The Computer Says No ...
... but we have no idea why!
Welcome back to the inaugural Register Debate in which we pitch our writers against each other on contentious topics in IT and enterprise tech, and you – the reader – decide the winning side. The format is simple: a motion was proposed, for and against arguments were published on Monday, another round of arguments today, and a …
This post has been deleted by its author
So the penultimate paragraph sums it nicely 'you don't need logic!'. And there's the bear trap. Your AI sees a pattern - you don't know how it found it, it can't explain. The pattern might be real, it might not be - its almost certainly pre-determined by the 'data' you fed the AI - and data in the real world is never 'clean' and 'un-biased' and 'representative'. Even if the training data was immaculate, you may or not be able to predict anything useful. So my 'beat the odds' AI analyses a billion coin tosses - it can tell me the probability of heads - it can tell me nothing about the next coin toss.
It is turtles all the way down.
The reality is that AI is still somebody's algorithm - only justified with mountains of data.
The thing is - data in the real world is messy, ugly and generally unusable. Real world data encompasses limitations in sampling, errors in measurement, biases in focus, architectural limitations in model, and on and on.
Until there is actual intelligence - i.e. independent reasoning combined with intuition and reinforced with scientific method, "AI" is pure marketing garbage albeit very useful for killing jobs for people.
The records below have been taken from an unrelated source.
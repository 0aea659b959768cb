//! Single-axis (basic) topologies.
//!
//! `BasicTopology` is a closed set of shapes sharing one capability surface:
//! `route`, `hop_count` and `connection_policies`. Each shape lives in its own
//! file; this file holds the shared parameters and the dispatching enum.

use std::collections::HashSet;

use super::fully_connected::FullyConnected;
use super::hypercube::HyperCube;
use super::links::LinkGraph;
use super::mesh::Mesh;
use super::ring::Ring;
use super::switch::Switch;
use super::tree::{BinaryTree, DoubleBinaryTree};
use super::types::{
    AxisSpec, Bandwidth, ConnectionPolicy, DeviceId, Latency, Route, TopologyBuildingBlock,
    TopologyError,
};

/// Validated size and link parameters of one axis
#[derive(Debug, Clone, Copy, PartialEq)]
pub struct AxisParams {
    pub npus_count: usize,
    pub bandwidth: Bandwidth,
    pub latency: Latency,
}

impl AxisParams {
    /// Check the construction contract shared by every shape.
    pub fn new(
        block: TopologyBuildingBlock,
        npus_count: usize,
        bandwidth: Bandwidth,
        latency: Latency,
    ) -> Result<Self, TopologyError> {
        if npus_count == 0 {
            log::error!("{} constructed with zero NPUs", block);
            return Err(TopologyError::EmptyTopology { block });
        }
        if !(bandwidth > 0.0) {
            log::error!("{} constructed with bandwidth {} GB/s", block, bandwidth);
            return Err(TopologyError::InvalidBandwidth { block, bandwidth });
        }
        if !(latency >= 0.0) {
            log::error!("{} constructed with latency {} ns", block, latency);
            return Err(TopologyError::InvalidLatency { block, latency });
        }
        Ok(Self {
            npus_count,
            bandwidth,
            latency,
        })
    }

    /// Both endpoints must be NPUs of this axis and must differ
    pub fn check_endpoints(&self, src: DeviceId, dst: DeviceId) -> Result<(), TopologyError> {
        for device in [src, dst] {
            if device >= self.npus_count {
                return Err(TopologyError::UnknownDevice {
                    device,
                    count: self.npus_count,
                });
            }
        }
        if src == dst {
            return Err(TopologyError::SameEndpoints { device: src });
        }
        Ok(())
    }

    /// Instantiate one unidirectional link per policy
    pub fn build_links(
        &self,
        devices_count: usize,
        policies: &[ConnectionPolicy],
    ) -> Result<LinkGraph, TopologyError> {
        let mut links = LinkGraph::new(devices_count);
        for policy in policies {
            links.connect(policy.src, policy.dst, self.bandwidth, self.latency, false)?;
        }
        Ok(links)
    }
}

/// Drop self loops and repeated policies, keeping first-seen order
pub(crate) fn dedup_policies(policies: Vec<ConnectionPolicy>) -> Vec<ConnectionPolicy> {
    let mut seen = HashSet::new();
    policies
        .into_iter()
        .filter(|policy| policy.src != policy.dst && seen.insert(*policy))
        .collect()
}

/// One axis of the interconnect
#[derive(Debug, Clone)]
pub enum BasicTopology {
    Ring(Ring),
    Mesh(Mesh),
    FullyConnected(FullyConnected),
    Switch(Switch),
    BinaryTree(BinaryTree),
    DoubleBinaryTree(DoubleBinaryTree),
    HyperCube(HyperCube),
}

impl BasicTopology {
    /// Build an axis from its description.
    ///
    /// With `is_multi_dim` set, no links are instantiated: the composite
    /// topology replicates the connection policies itself.
    pub fn build(spec: &AxisSpec, is_multi_dim: bool) -> Result<Self, TopologyError> {
        let AxisSpec {
            block,
            npus_count,
            bandwidth,
            latency,
            bidirectional,
        } = *spec;
        let topology = match block {
            TopologyBuildingBlock::Ring => BasicTopology::Ring(Ring::new(
                npus_count,
                bandwidth,
                latency,
                bidirectional,
                is_multi_dim,
            )?),
            TopologyBuildingBlock::Mesh => {
                BasicTopology::Mesh(Mesh::new(npus_count, bandwidth, latency, is_multi_dim)?)
            }
            TopologyBuildingBlock::FullyConnected => BasicTopology::FullyConnected(
                FullyConnected::new(npus_count, bandwidth, latency, is_multi_dim)?,
            ),
            TopologyBuildingBlock::Switch => {
                BasicTopology::Switch(Switch::new(npus_count, bandwidth, latency, is_multi_dim)?)
            }
            TopologyBuildingBlock::BinaryTree => BasicTopology::BinaryTree(BinaryTree::new(
                npus_count,
                bandwidth,
                latency,
                is_multi_dim,
            )?),
            TopologyBuildingBlock::DoubleBinaryTree => BasicTopology::DoubleBinaryTree(
                DoubleBinaryTree::new(npus_count, bandwidth, latency, is_multi_dim)?,
            ),
            TopologyBuildingBlock::HyperCube => BasicTopology::HyperCube(HyperCube::new(
                npus_count,
                bandwidth,
                latency,
                is_multi_dim,
            )?),
        };
        log::debug!(
            "Built {} axis: {} NPUs, {} GB/s, {} ns, multi-dim: {}",
            block,
            npus_count,
            bandwidth,
            latency,
            is_multi_dim
        );
        Ok(topology)
    }

    pub fn building_block(&self) -> TopologyBuildingBlock {
        match self {
            BasicTopology::Ring(_) => TopologyBuildingBlock::Ring,
            BasicTopology::Mesh(_) => TopologyBuildingBlock::Mesh,
            BasicTopology::FullyConnected(_) => TopologyBuildingBlock::FullyConnected,
            BasicTopology::Switch(_) => TopologyBuildingBlock::Switch,
            BasicTopology::BinaryTree(_) => TopologyBuildingBlock::BinaryTree,
            BasicTopology::DoubleBinaryTree(_) => TopologyBuildingBlock::DoubleBinaryTree,
            BasicTopology::HyperCube(_) => TopologyBuildingBlock::HyperCube,
        }
    }

    fn params(&self) -> &AxisParams {
        match self {
            BasicTopology::Ring(t) => t.params(),
            BasicTopology::Mesh(t) => t.params(),
            BasicTopology::FullyConnected(t) => t.params(),
            BasicTopology::Switch(t) => t.params(),
            BasicTopology::BinaryTree(t) => t.params(),
            BasicTopology::DoubleBinaryTree(t) => t.params(),
            BasicTopology::HyperCube(t) => t.params(),
        }
    }

    pub fn npus_count(&self) -> usize {
        self.params().npus_count
    }

    /// NPUs plus any switch device the shape adds
    pub fn devices_count(&self) -> usize {
        match self {
            BasicTopology::Switch(t) => t.devices_count(),
            _ => self.npus_count(),
        }
    }

    pub fn bandwidth(&self) -> Bandwidth {
        self.params().bandwidth
    }

    pub fn link_latency(&self) -> Latency {
        self.params().latency
    }

    pub fn is_switch(&self) -> bool {
        matches!(self, BasicTopology::Switch(_))
    }

    pub fn route(&self, src: DeviceId, dst: DeviceId) -> Result<Route, TopologyError> {
        match self {
            BasicTopology::Ring(t) => t.route(src, dst),
            BasicTopology::Mesh(t) => t.route(src, dst),
            BasicTopology::FullyConnected(t) => t.route(src, dst),
            BasicTopology::Switch(t) => t.route(src, dst),
            BasicTopology::BinaryTree(t) => t.route(src, dst),
            BasicTopology::DoubleBinaryTree(t) => t.route(src, dst),
            BasicTopology::HyperCube(t) => t.route(src, dst),
        }
    }

    /// Number of link traversals between two NPUs
    pub fn hop_count(&self, src: DeviceId, dst: DeviceId) -> Result<usize, TopologyError> {
        match self {
            BasicTopology::HyperCube(t) => t.hop_count(src, dst),
            _ => Ok(self.route(src, dst)?.len() - 1),
        }
    }

    pub fn connection_policies(&self) -> Vec<ConnectionPolicy> {
        match self {
            BasicTopology::Ring(t) => t.connection_policies(),
            BasicTopology::Mesh(t) => t.connection_policies(),
            BasicTopology::FullyConnected(t) => t.connection_policies(),
            BasicTopology::Switch(t) => t.connection_policies(),
            BasicTopology::BinaryTree(t) => t.connection_policies(),
            BasicTopology::DoubleBinaryTree(t) => t.connection_policies(),
            BasicTopology::HyperCube(t) => t.connection_policies(),
        }
    }

    /// Links instantiated by the axis itself (empty when built as part of a composite)
    pub fn links(&self) -> &LinkGraph {
        match self {
            BasicTopology::Ring(t) => t.links(),
            BasicTopology::Mesh(t) => t.links(),
            BasicTopology::FullyConnected(t) => t.links(),
            BasicTopology::Switch(t) => t.links(),
            BasicTopology::BinaryTree(t) => t.links(),
            BasicTopology::DoubleBinaryTree(t) => t.links(),
            BasicTopology::HyperCube(t) => t.links(),
        }
    }
}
Nan-in, a Japanese master during the Meiji era (1868-1912), received a university professor who came to inquire about Zen.
Nan-in served tea. He poured his visitor’s cup full, and then kept on pouring.
The professor watched the overflow until he no longer could restrain himself. “It is overfull. No more will go in!”
“Like this cup,” Nan-in said, “you are full of your own opinions and speculations. How can I show you Zen unless you first empty your cup?”